Here in the U.S., risotto is sometimes considered high-end and often served in fancier restaurants and with protein such as steak, chicken or seafood.
When people hear the word ‘risotto’, they automatically get intimidated. Well, I am here to encourage you – there’s no need to be intimidated!
Lemon Risotto actually a pretty simple dish using very simple and straight forward ingredients but requires a bit of attention when cooking. In other words, you have to babysit it for 15-20 minutes while it’s cooking on the stove top, but that’s really the hardest part!

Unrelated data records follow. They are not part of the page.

use crate::app::App;
use smithay_client_toolkit::{
    compositor::CompositorHandler,
    delegate_compositor, delegate_layer, delegate_output, delegate_registry, delegate_shm,
    output::{OutputHandler, OutputState},
    registry::{ProvidesRegistryState, RegistryState},
    registry_handlers,
    shell::wlr_layer::{LayerShellHandler, LayerSurface, LayerSurfaceConfigure},
    shm::{Shm, ShmHandler},
};
use wayland_client::{
    Connection, Proxy, QueueHandle,
    protocol::{wl_output, wl_surface},
};

impl CompositorHandler for App {
    fn scale_factor_changed(&mut self, _: &Connection, _: &QueueHandle<Self>, _: &wl_surface::WlSurface, _: i32) {}
    fn transform_changed(&mut self, _: &Connection, _: &QueueHandle<Self>, _: &wl_surface::WlSurface, _: wl_output::Transform) {}
    fn frame(&mut self, _: &Connection, _: &QueueHandle<Self>, _: &wl_surface::WlSurface, _: u32) {}
    fn surface_enter(&mut self, _: &Connection, _: &QueueHandle<Self>, _: &wl_surface::WlSurface, _: &wl_output::WlOutput) {}
    fn surface_leave(&mut self, _: &Connection, _: &QueueHandle<Self>, _: &wl_surface::WlSurface, _: &wl_output::WlOutput) {}
}

impl OutputHandler for App {
    fn output_state(&mut self) -> &mut OutputState { &mut self.output_state }

    fn new_output(&mut self, _conn: &Connection, _qh: &QueueHandle<Self>, output: wl_output::WlOutput) {
        let name = self.output_state.info(&output).and_then(|info| info.name);
        log::debug!("Output appeared: {}", name.as_deref().unwrap_or("<unnamed>"));
    }

    fn update_output(&mut self, _conn: &Connection, _qh: &QueueHandle<Self>, output: wl_output::WlOutput) {
        let is_bound = self.bound_output.as_ref().is_some_and(|b| b.id() == output.id());
        if is_bound {
            self.dirty = true;
        }
    }

    fn output_destroyed(&mut self, _conn: &Connection, _qh: &QueueHandle<Self>, output: wl_output::WlOutput) {
        let is_bound = self.bound_output.as_ref().is_some_and(|b| b.id() == output.id());
        if is_bound {
            log::warn!("Splash output was removed");
            self.bound_output = None;
            self.release_surface();
            self.closed = true;
        }
    }
}

impl LayerShellHandler for App {
    fn configure(&mut self, _conn: &Connection, _qh: &QueueHandle<Self>, _layer: &LayerSurface, configure: LayerSurfaceConfigure, _: u32) {
        let (w, h) = configure.new_size;
        self.width = w as i32;
        self.height = h as i32;

        if self.is_configured() {
            log::debug!("Splash configured at {}x{}", self.width, self.height);
            self.draw();
        }
    }

    fn closed(&mut self, _conn: &Connection, _qh: &QueueHandle<Self>, _: &LayerSurface) {
        log::warn!("Compositor closed the splash surface");
        self.release_surface();
        self.closed = true;
    }
}

impl ShmHandler for App { fn shm_state(&mut self) -> &mut Shm { &mut self.shm } }

impl ProvidesRegistryState for App {
    fn registry(&mut self) -> &mut RegistryState { &mut self.registry_state }

    registry_handlers![OutputState];
}

delegate_compositor!(App);
delegate_output!(App);
delegate_shm!(App);
delegate_layer!(App);
delegate_registry!(App);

The three things I would say you will absolutely need to make risotto is about 20 minutes set aside, some patience and a bit of arm strength!
I cannot in good conscience say that to make risotto, you “set it and you forget it” like some of my other recipes that requires minimal no stirring. But it will be so worth it!
Ingredients
Here are the ingredients you will need to make lemon risotto:
- Arborio rice – this is a special Italian short-grain or medium-grain rice that is high starch and will yield the best creamy texture. It is the only rice you should use when making risotto.
- Onion – a key flavor base for the lemon risotto. White onions or yellow onions work best.
- Butter – provides a rich and creamy flavor to lemon risotto.
- Garlic cloves – brings about a nice flavor and aroma to the dish. Avoid substituting with garlic powder in this recipe as the fresh garlic bring the very best flavors to the dish.
- Lemon zest – zesting the outer skin of the lemon using a zester or grater to capture the lemony flavor.
- Lemon juice – adds a bright and tangy flavor to the risotto.
- White wine – dry white wine such as Chardonnay, Pinot Grigio, Sauvignon Blanc or Pinot Grigio works best. Avoid cooking with sweet white wines as that will make the risotto overly sweet. Wine is a key addition to the flavor profile of this lemon risotto. If you do not want to use wine, substitute wine with chicken broth.
- Chicken broth – chicken brings a subtle but nice flavor to the risotto. Vegetable broth can be used as a substitute.
- Parmesan cheese – shredded or grated parmesan cheese is a key addition to bring in a nice flavor as well as creaminess to the final product. Avoid using low quality parmesan as they just don’t taste as good.
- Salt – salt really ties all the flavors together and opens up the flavor. Add to taste but don’t skip it completely.
- Olive oil – used for sautéing onions and garlic. Another neutral oil can be substituted.
Steps to Making Lemon Risotto
Let me break down the steps for you…
We are setting the building blocks for flavor as we cook this lemon risotto. First, we are building the flavors by cooking the rice in aromatics and broth.
We are bring together diced onions and garlic onto a buttered skillet, and sautéing it under medium low heat. Then zest the lemons and bring that vibrantly citrus flavors into the party.
Even though lemon is this dish’s primary flavor, you only really need the lemon zest from one small lemon for flavoring. A little goes a long way and you don’t need a whole lot – remember zest is the best part of the lemon where a bulk of the flavors lies.
Bring that beautiful aborio rice onto the party, and toss it in the butter, garlic, onions and lemon zest mixture for a bit.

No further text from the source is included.